All the entries below should be reproduced exactly.

[Dataset entries]
-------

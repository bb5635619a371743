//! CSV pages for datasheet tables.
//!
//! One CSV file is one sheet. The grid codec in `datasheet-core` does the
//! record work; this crate only maps CSV text to and from cell grids,
//! following RFC 4180 quoting: cells containing commas, quotes, or line
//! breaks are quoted, and quotes are doubled inside quoted cells.

use std::collections::HashMap;
use std::fs;
use std::path::Path;

use datasheet_core::error::PageError;
use datasheet_core::page::{Grid, GridPage, PageSink, PageSource, WritePage};

// ============================================================================
// Text <-> grid
// ============================================================================

/// Parse CSV text into a grid. Empty text parses as a grid with no rows.
pub fn parse_csv(text: &str) -> Grid {
    let mut grid = Grid::new();
    if text.is_empty() {
        return grid;
    }

    let mut row = 0;
    let mut col = 0;
    let mut cell = String::new();
    let mut quoted = false;
    let mut chars = text.chars().peekable();

    let mut flush_cell = |grid: &mut Grid, row: usize, col: &mut usize, cell: &mut String| {
        grid.set(*col, row, cell);
        cell.clear();
        *col += 1;
    };

    while let Some(c) = chars.next() {
        if quoted {
            match c {
                '"' if chars.peek() == Some(&'"') => {
                    chars.next();
                    cell.push('"');
                }
                '"' => quoted = false,
                _ => cell.push(c),
            }
            continue;
        }
        match c {
            '"' if cell.is_empty() => quoted = true,
            ',' => flush_cell(&mut grid, row, &mut col, &mut cell),
            '\r' => {}
            '\n' => {
                flush_cell(&mut grid, row, &mut col, &mut cell);
                row += 1;
                col = 0;
            }
            _ => cell.push(c),
        }
    }
    // A final line without a trailing newline still counts.
    if !cell.is_empty() || col > 0 {
        grid.set(col, row, &cell);
    }
    grid
}

fn escape(cell: &str) -> String {
    if cell.contains(['"', ',', '\n', '\r']) {
        format!("\"{}\"", cell.replace('"', "\"\""))
    } else {
        cell.to_string()
    }
}

/// Render a grid as CSV text, one line per row including the last.
pub fn write_csv(grid: &Grid) -> String {
    let mut out = String::new();
    for row in grid.rows() {
        let line: Vec<String> = row.iter().map(|c| escape(c)).collect();
        out.push_str(&line.join(","));
        out.push('\n');
    }
    out
}

// ============================================================================
// Source and sink
// ============================================================================

/// A [`PageSource`] over named CSV texts.
#[derive(Debug, Default)]
pub struct CsvSource {
    texts: HashMap<String, String>,
}

impl CsvSource {
    pub fn new() -> Self {
        Self::default()
    }

    pub fn insert(&mut self, sheet: impl Into<String>, text: impl Into<String>) {
        self.texts.insert(sheet.into(), text.into());
    }

    /// Read every `*.csv` file in a directory, keyed by file stem.
    pub fn from_dir(dir: &Path) -> Result<Self, PageError> {
        let io = |source| PageError::Io {
            path: dir.to_path_buf(),
            source,
        };
        let mut texts = HashMap::new();
        for entry in fs::read_dir(dir).map_err(io)? {
            let path = entry.map_err(io)?.path();
            if path.extension().is_none_or(|e| e != "csv") {
                continue;
            }
            let Some(stem) = path.file_stem().and_then(|s| s.to_str()) else {
                continue;
            };
            let text = fs::read_to_string(&path).map_err(|source| PageError::Io {
                path: path.clone(),
                source,
            })?;
            texts.insert(stem.to_string(), text);
        }
        Ok(CsvSource { texts })
    }
}

impl PageSource for CsvSource {
    fn page(&self, sheet: &str) -> Result<Option<Box<dyn GridPage + '_>>, PageError> {
        Ok(self
            .texts
            .get(sheet)
            .map(|text| Box::new(parse_csv(text)) as Box<dyn GridPage>))
    }
}

/// A [`PageSink`] rendering each exported sheet as CSV text.
#[derive(Debug, Default)]
pub struct CsvSink {
    pages: Vec<(String, Grid)>,
}

impl CsvSink {
    pub fn new() -> Self {
        Self::default()
    }

    /// The rendered CSV for a sheet, if it was exported.
    pub fn csv(&self, sheet: &str) -> Option<String> {
        self.pages
            .iter()
            .find(|(name, _)| name == sheet)
            .map(|(_, grid)| write_csv(grid))
    }

    /// Write every exported sheet as `<name>.csv` under a directory.
    pub fn save_dir(&self, dir: &Path) -> Result<(), PageError> {
        for (name, grid) in &self.pages {
            let path = dir.join(format!("{name}.csv"));
            fs::write(&path, write_csv(grid)).map_err(|source| PageError::Io {
                path: path.clone(),
                source,
            })?;
        }
        Ok(())
    }
}

impl PageSink for CsvSink {
    fn create(&mut self, sheet: &str) -> &mut dyn WritePage {
        self.pages.push((sheet.to_string(), Grid::new()));
        let last = self.pages.len() - 1;
        &mut self.pages[last].1
    }
}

-------

- Response to this exercise:
repository bb5635619a371743
//! CSV pages for datasheet tables.
//!
//! One CSV file is one sheet. The grid codec in `datasheet-core` does the
//! record work; this crate only maps CSV text to and from cell grids,
//! following RFC 4180 quoting: cells containing commas, quotes, or line
//! breaks are quoted, and quotes are doubled inside quoted cells.

use std::collections::HashMap;
use std::fs;
use std::path::Path;

use datasheet_core::error::PageError;
use datasheet_core::page::{Grid, GridPage, PageSink, PageSource, WritePage};

// ============================================================================
// Text <-> grid
// ============================================================================

/// Parse CSV text into a grid. Empty text parses as a grid with no rows.
pub fn parse_csv(text: &str) -> Grid {
    let mut grid = Grid::new();
    if text.is_empty() {
        return grid;
    }

    let mut row = 0;
    let mut col = 0;
    let mut cell = String::new();
    let mut quoted = false;
    let mut chars = text.chars().peekable();

    let mut flush_cell = |grid: &mut Grid, row: usize, col: &mut usize, cell: &mut String| {
        grid.set(*col, row, cell);
        cell.clear();
        *col += 1;
    };

    while let Some(c) = chars.next() {
        if quoted {
            match c {
                '"' if chars.peek() == Some(&'"') => {
                    chars.next();
                    cell.push('"');
                }
                '"' => quoted = false,
                _ => cell.push(c),
            }
            continue;
        }
        match c {
            '"' if cell.is_empty() => quoted = true,
            ',' => flush_cell(&mut grid, row, &mut col, &mut cell),
            '\r' => {}
            '\n' => {
                flush_cell(&mut grid, row, &mut col, &mut cell);
                row += 1;
                col = 0;
            }
            _ => cell.push(c),
        }
    }
    // A final line without a trailing newline still counts.
    if !cell.is_empty() || col > 0 {
        grid.set(col, row, &cell);
    }
    grid
}

fn escape(cell: &str) -> String {
    if cell.contains(['"', ',', '\n', '\r']) {
        format!("\"{}\"", cell.replace('"', "\"\""))
    } else {
        cell.to_string()
    }
}

/// Render a grid as CSV text, one line per row including the last.
pub fn write_csv(grid: &Grid) -> String {
    let mut out = String::new();
    for row in grid.rows() {
        let line: Vec<String> = row.iter().map(|c| escape(c)).collect();
        out.push_str(&line.join(","));
        out.push('\n');
    }
    out
}

// ============================================================================
// Source and sink
// ============================================================================

/// A [`PageSource`] over named CSV texts.
#[derive(Debug, Default)]
pub struct CsvSource {
    texts: HashMap<String, String>,
}

impl CsvSource {
    pub fn new() -> Self {
        Self::default()
    }

    pub fn insert(&mut self, sheet: impl Into<String>, text: impl Into<String>) {
        self.texts.insert(sheet.into(), text.into());
    }

    /// Read every `*.csv` file in a directory, keyed by file stem.
    pub fn from_dir(dir: &Path) -> Result<Self, PageError> {
        let io = |source| PageError::Io {
            path: dir.to_path_buf(),
            source,
        };
        let mut texts = HashMap::new();
        for entry in fs::read_dir(dir).map_err(io)? {
            let path = entry.map_err(io)?.path();
            if path.extension().is_none_or(|e| e != "csv") {
                continue;
            }
            let Some(stem) = path.file_stem().and_then(|s| s.to_str()) else {
                continue;
            };
            let text = fs::read_to_string(&path).map_err(|source| PageError::Io {
                path: path.clone(),
                source,
            })?;
            texts.insert(stem.to_string(), text);
        }
        Ok(CsvSource { texts })
    }
}

impl PageSource for CsvSource {
    fn page(&self, sheet: &str) -> Result<Option<Box<dyn GridPage + '_>>, PageError> {
        Ok(self
            .texts
            .get(sheet)
            .map(|text| Box::new(parse_csv(text)) as Box<dyn GridPage>))
    }
}

/// A [`PageSink`] rendering each exported sheet as CSV text.
#[derive(Debug, Default)]
pub struct CsvSink {
    pages: Vec<(String, Grid)>,
}

impl CsvSink {
    pub fn new() -> Self {
        Self::default()
    }

    /// The rendered CSV for a sheet, if it was exported.
    pub fn csv(&self, sheet: &str) -> Option<String> {
        self.pages
            .iter()
            .find(|(name, _)| name == sheet)
            .map(|(_, grid)| write_csv(grid))
    }

    /// Write every exported sheet as `<name>.csv` under a directory.
    pub fn save_dir(&self, dir: &Path) -> Result<(), PageError> {
        for (name, grid) in &self.pages {
            let path = dir.join(format!("{name}.csv"));
            fs::write(&path, write_csv(grid)).map_err(|source| PageError::Io {
                path: path.clone(),
                source,
            })?;
        }
        Ok(())
    }
}

impl PageSink for CsvSink {
    fn create(&mut self, sheet: &str) -> &mut dyn WritePage {
        self.pages.push((sheet.to_string(), Grid::new()));
        let last = self.pages.len() - 1;
        &mut self.pages[last].1
    }
}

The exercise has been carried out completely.